Hallmark/Westland CEO Cops to Slaughter of Sick CowsMar 13, 2008 | Parker Waichman LLP
The head of Hallmark/Westland has admitted that the meatpacker slaughtered sick animals, but was unable to say if any of those "downer cows" made it into the food supply. Last month, the US Department of Agriculture (USDA) announced that the Hallmark/Westland Meat Packing Company of Chino, California was recalling 143 million pounds—65 million kilos—of meat, following release of a videotape of plant workers forcing unfit cattle—or “downer”—to slaughter. Most of the meat has likely been consumed; at least 37 million pounds were used for school lunches and federal nutrition programs, according to the USDA.
Now, the head of Hallmark/Westland has given conflicting testimony about whether sick cows were slaughtered for human consumption. In written testimony prepared for a congressional hearing, Steve Mendell, president of Hallmark/Westland, acknowledged two employees shown in a secretly taped video treated cows inhumanely, using a forklift and electric prods to get them to stand. The USDA forbids cows that cannot move on their own from being slaughtered because their illness may be indicative of a condition that renders their meat unfit for consumption, the most famous being Bovine spongiform encephalopathy, or mad-cow disease. Mendell at first denied allegations ill cattle were slaughtered for beef , but ultimately - and reluctantly - admitted sick cattle might have entered the food supply in violation of federal rules.
Members of the House Energy and Commerce Committee's investigations panel forced Mendell to view a second video showing workers dragging a sick cow to the "kill box" for slaughter. That video—one of over 50 submitted to the USDA—was secretly taped by an investigator for the Humane Society of the United States and was the crucial piece of the evidence that led the USDA to demand the recall. Mendell claimed he had never seen the video, which was posted on the Humane Society's Web site and widely circulated on the Internet.
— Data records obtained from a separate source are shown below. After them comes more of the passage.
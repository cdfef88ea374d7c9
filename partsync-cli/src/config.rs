//! Reconciliation configuration with builder pattern
//!
//! Settings are read from TOML. Lookup order is an explicit path, then
//! `<config dir>/partsync/config.toml`, then the built-in defaults.

use std::path::{Path, PathBuf};

use serde::{Deserialize, Serialize};

use crate::error::ReconcileError;

/// Complete configuration for a reconciliation session
#[derive(Debug, Clone, PartialEq, Serialize, Deserialize)]
#[serde(default)]
pub struct ReconcileConfig {
    pub keys: KeyConfig,
    pub markers: MarkerConfig,
    pub normalize: NormalizeConfig,
    pub matching: MatchingConfig,
}

/// Key column naming
#[derive(Debug, Clone, PartialEq, Serialize, Deserialize)]
#[serde(default)]
pub struct KeyConfig {
    /// Canonical key column name
    pub key_column: String,
    /// Other spellings of the key column that get renamed to `key_column`
    pub aliases: Vec<String>,
    /// Name of the status column the classifier inserts
    pub status_column: String,
}

/// Status values driving the update policy
#[derive(Debug, Clone, PartialEq, Serialize, Deserialize)]
#[serde(default)]
pub struct MarkerConfig {
    /// Status that is left untouched
    pub skip: String,
    /// Status that updates an existing master row
    pub update: String,
    /// Value written to the lookup column before the terminal value
    pub intermediate: String,
    /// Terminal value for updated and inserted rows
    pub excluded: String,
}

#[derive(Debug, Clone, PartialEq, Serialize, Deserialize)]
#[serde(default)]
pub struct NormalizeConfig {
    /// Swap the first two columns of generic sheets
    pub swap_leading_columns: bool,
}

/// Column suggestion tuning
#[derive(Debug, Clone, PartialEq, Serialize, Deserialize)]
#[serde(default)]
pub struct MatchingConfig {
    /// First master column index offered as a lookup column
    pub window_start: usize,
    /// End (exclusive) of the offered lookup column window
    pub window_end: usize,
    /// Minimum similarity for a prefix/suffix candidate
    pub threshold: f64,
}

impl Default for KeyConfig {
    fn default() -> Self {
        Self {
            key_column: "PART NUMBER".to_string(),
            aliases: vec!["PART_NUMBER".to_string(), "PN".to_string()],
            status_column: "ACTIVATION_STATUS".to_string(),
        }
    }
}

impl Default for MarkerConfig {
    fn default() -> Self {
        Self {
            skip: "X".to_string(),
            update: "D".to_string(),
            intermediate: "D".to_string(),
            excluded: "X".to_string(),
        }
    }
}

impl Default for NormalizeConfig {
    fn default() -> Self {
        Self {
            swap_leading_columns: true,
        }
    }
}

impl Default for MatchingConfig {
    fn default() -> Self {
        Self {
            window_start: 1,
            window_end: 22,
            threshold: 0.9,
        }
    }
}

impl Default for ReconcileConfig {
    fn default() -> Self {
        Self {
            keys: KeyConfig::default(),
            markers: MarkerConfig::default(),
            normalize: NormalizeConfig::default(),
            matching: MatchingConfig::default(),
        }
    }
}

impl ReconcileConfig {
    /// Create a new builder for ReconcileConfig
    pub fn builder() -> ReconcileConfigBuilder {
        ReconcileConfigBuilder::new()
    }

    /// Default location of the user config file
    pub fn default_path() -> Option<PathBuf> {
        dirs::config_dir().map(|dir| dir.join("partsync").join("config.toml"))
    }

    /// Load from an explicit path, the default location, or fall back to defaults
    pub fn load(path: Option<&Path>) -> Result<Self, ReconcileError> {
        if let Some(path) = path {
            return Self::from_file(path);
        }

        match Self::default_path() {
            Some(default) if default.exists() => {
                log::debug!("Loading config from {}", default.display());
                Self::from_file(&default)
            }
            _ => {
                log::debug!("No config file found, using defaults");
                Ok(Self::default())
            }
        }
    }

    /// Read and validate a TOML file
    pub fn from_file(path: &Path) -> Result<Self, ReconcileError> {
        let content = std::fs::read_to_string(path).map_err(|e| {
            ReconcileError::Config(format!("failed to read {}: {}", path.display(), e))
        })?;
        Self::from_toml(&content)
    }

    /// Parse and validate TOML text
    pub fn from_toml(content: &str) -> Result<Self, ReconcileError> {
        let config: ReconcileConfig =
            toml::from_str(content).map_err(|e| ReconcileError::Config(e.to_string()))?;
        config.validate()?;
        Ok(config)
    }

    /// Render as TOML
    pub fn to_toml(&self) -> Result<String, ReconcileError> {
        toml::to_string_pretty(self).map_err(|e| ReconcileError::Config(e.to_string()))
    }

    /// Reject settings the engine cannot work with
    pub fn validate(&self) -> Result<(), ReconcileError> {
        if self.keys.key_column.trim().is_empty() {
            return Err(ReconcileError::Config("keys.key_column is empty".into()));
        }
        if self.keys.status_column.trim().is_empty() {
            return Err(ReconcileError::Config("keys.status_column is empty".into()));
        }
        let markers = [
            ("markers.skip", &self.markers.skip),
            ("markers.update", &self.markers.update),
            ("markers.intermediate", &self.markers.intermediate),
            ("markers.excluded", &self.markers.excluded),
        ];
        for (name, value) in markers {
            if value.is_empty() {
                return Err(ReconcileError::Config(format!("{} is empty", name)));
            }
        }
        if self.markers.skip == self.markers.update {
            return Err(ReconcileError::Config(
                "markers.skip and markers.update must differ".into(),
            ));
        }
        if self.matching.window_start >= self.matching.window_end {
            return Err(ReconcileError::Config(format!(
                "matching window [{}, {}) is empty",
                self.matching.window_start, self.matching.window_end
            )));
        }
        if !(0.0..=1.0).contains(&self.matching.threshold) {
            return Err(ReconcileError::Config(format!(
                "matching.threshold {} is outside [0, 1]",
                self.matching.threshold
            )));
        }
        Ok(())
    }
}

/// Builder for ReconcileConfig
#[derive(Debug)]
pub struct ReconcileConfigBuilder {
    config: ReconcileConfig,
}

impl ReconcileConfigBuilder {
    pub fn new() -> Self {
        Self {
            config: ReconcileConfig::default(),
        }
    }

    pub fn key_column(mut self, name: impl Into<String>) -> Self {
        self.config.keys.key_column = name.into();
        self
    }

    pub fn key_aliases(mut self, aliases: Vec<String>) -> Self {
        self.config.keys.aliases = aliases;
        self
    }

    pub fn status_column(mut self, name: impl Into<String>) -> Self {
        self.config.keys.status_column = name.into();
        self
    }

    pub fn markers(mut self, markers: MarkerConfig) -> Self {
        self.config.markers = markers;
        self
    }

    pub fn swap_leading_columns(mut self, enabled: bool) -> Self {
        self.config.normalize.swap_leading_columns = enabled;
        self
    }

    pub fn column_window(mut self, start: usize, end: usize) -> Self {
        self.config.matching.window_start = start;
        self.config.matching.window_end = end;
        self
    }

    pub fn threshold(mut self, threshold: f64) -> Self {
        self.config.matching.threshold = threshold;
        self
    }

    pub fn build(self) -> ReconcileConfig {
        self.config
    }
}

impl Default for ReconcileConfigBuilder {
    fn default() -> Self {
        Self::new()
    }
}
Representative Bart Stupak (Democrat-Michigan), panel chairman, asked if it would be logical to conclude from the videos that "two downer cows went into the nation's food supply." "That would be logical, sir," Mendell replied. Later, Mendell said he didn't know whether the animals were actually slaughtered. He also said if they were slaughtered, they could have failed to pass post-slaughter inspection or not entered the food supply. The testimony was the first time Mendell has appeared publicly to answer questions since the recall last month. He refused to testify earlier and was forced to testify this time under subpoena.
Mendell told the panel he became aware of inhumane treatment at his plant when a reporter called him in February about the video showing inhumane treatment of cows. "It is very graphic and very sickening to me, also," he told lawmakers. After that, he said, the company installed 17 cameras to keep watch over workers in areas where cows were unloaded, penned, and killed. A firm was hired to review the video continuously; additional experts would review it weekly.
Pressed on how well the company trained its workers, Mendell provided records showing the Humane Society investigator, who took an undercover job with Hallmark/Westland, had signed company statements that he had been trained in the humane handling of animals. The Humane Society investigator told police in Chino that he never received formal training in the six weeks he worked at the plant.